WHAT YOU ARE ASKED TO DO —
Please give back word for word the lines of the material below between the line containing "sequence, in ms." and the line containing "assert!((r - 1.0).abs()", inclusive.

RECORDS TO PROCESS —
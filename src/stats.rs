//! Sequence statistics shared by the scroll and timing detectors.

/// Arithmetic mean. `None` for an empty slice.
pub fn mean(values: &[f64]) -> Option<f64> {
    if values.is_empty() {
        return None;
    }
    Some(values.iter().sum::<f64>() / values.len() as f64)
}

/// Population variance. `None` for fewer than 2 values.
pub fn variance(values: &[f64]) -> Option<f64> {
    if values.len() < 2 {
        return None;
    }
    let m = mean(values)?;
    Some(values.iter().map(|v| (v - m).powi(2)).sum::<f64>() / values.len() as f64)
}

/// Regularity of a sample sequence: `1 - variance / mean^2`.
///
/// Approaches 1.0 for perfectly uniform (machine-like) sequences and drops
/// toward 0 as jitter grows; floored at 0 so wildly irregular input never
/// goes negative. `None` for fewer than 2 values or a zero mean.
pub fn regularity(values: &[f64]) -> Option<f64> {
    let m = mean(values)?;
    if m == 0.0 {
        return None;
    }
    let v = variance(values)?;
    Some((1.0 - v / (m * m)).max(0.0))
}

/// Consecutive differences of a monotonic timestamp sequence, in ms.
pub fn intervals(timestamps_ms: &[u64]) -> Vec<f64> {
    timestamps_ms
        .windows(2)
        .map(|w| w[1].saturating_sub(w[0]) as f64)
        .collect()
}

#[cfg(test)]
mod tests {
    use super::*;

    #[test]
    fn test_mean_and_variance() {
        assert_eq!(mean(&[]), None);
        assert_eq!(mean(&[2.0, 4.0]), Some(3.0));
        assert_eq!(variance(&[5.0]), None);
        assert_eq!(variance(&[2.0, 4.0]), Some(1.0));
    }

    #[test]
    fn test_regularity_uniform_sequence() {
        let r = regularity(&[100.0, 100.0, 100.0, 100.0]).unwrap();
        assert!((r - 1.0).abs() < f64::EPSILON, "Uniform input is perfectly regular");
    }

    #[test]
    fn test_regularity_jittered_sequence() {
        let r = regularity(&[80.0, 130.0, 95.0, 160.0, 70.0]).unwrap();
        assert!(r < 0.95, "Jittered input must not look machine-like: {r}");
    }

    #[test]
    fn test_regularity_floors_at_zero() {
        // Variance far above mean^2 would go negative without the floor.
        let r = regularity(&[1.0, 1000.0, 2.0, 900.0]).unwrap();
        assert_eq!(r, 0.0);
    }

    #[test]
    fn test_regularity_zero_mean() {
        assert_eq!(regularity(&[0.0, 0.0, 0.0]), None);
    }

    #[test]
    fn test_intervals() {
        assert_eq!(intervals(&[100, 250, 400]), vec![150.0, 150.0]);
        assert!(intervals(&[42]).is_empty());
    }
}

RESULT OF THE TASK —
/// Consecutive differences of a monotonic timestamp sequence, in ms.
pub fn intervals(timestamps_ms: &[u64]) -> Vec<f64> {
    timestamps_ms
        .windows(2)
        .map(|w| w[1].saturating_sub(w[0]) as f64)
        .collect()
}

#[cfg(test)]
mod tests {
    use super::*;

    #[test]
    fn test_mean_and_variance() {
        assert_eq!(mean(&[]), None);
        assert_eq!(mean(&[2.0, 4.0]), Some(3.0));
        assert_eq!(variance(&[5.0]), None);
        assert_eq!(variance(&[2.0, 4.0]), Some(1.0));
    }

    #[test]
    fn test_regularity_uniform_sequence() {
        let r = regularity(&[100.0, 100.0, 100.0, 100.0]).unwrap();
        assert!((r - 1.0).abs() < f64::EPSILON, "Uniform input is perfectly regular");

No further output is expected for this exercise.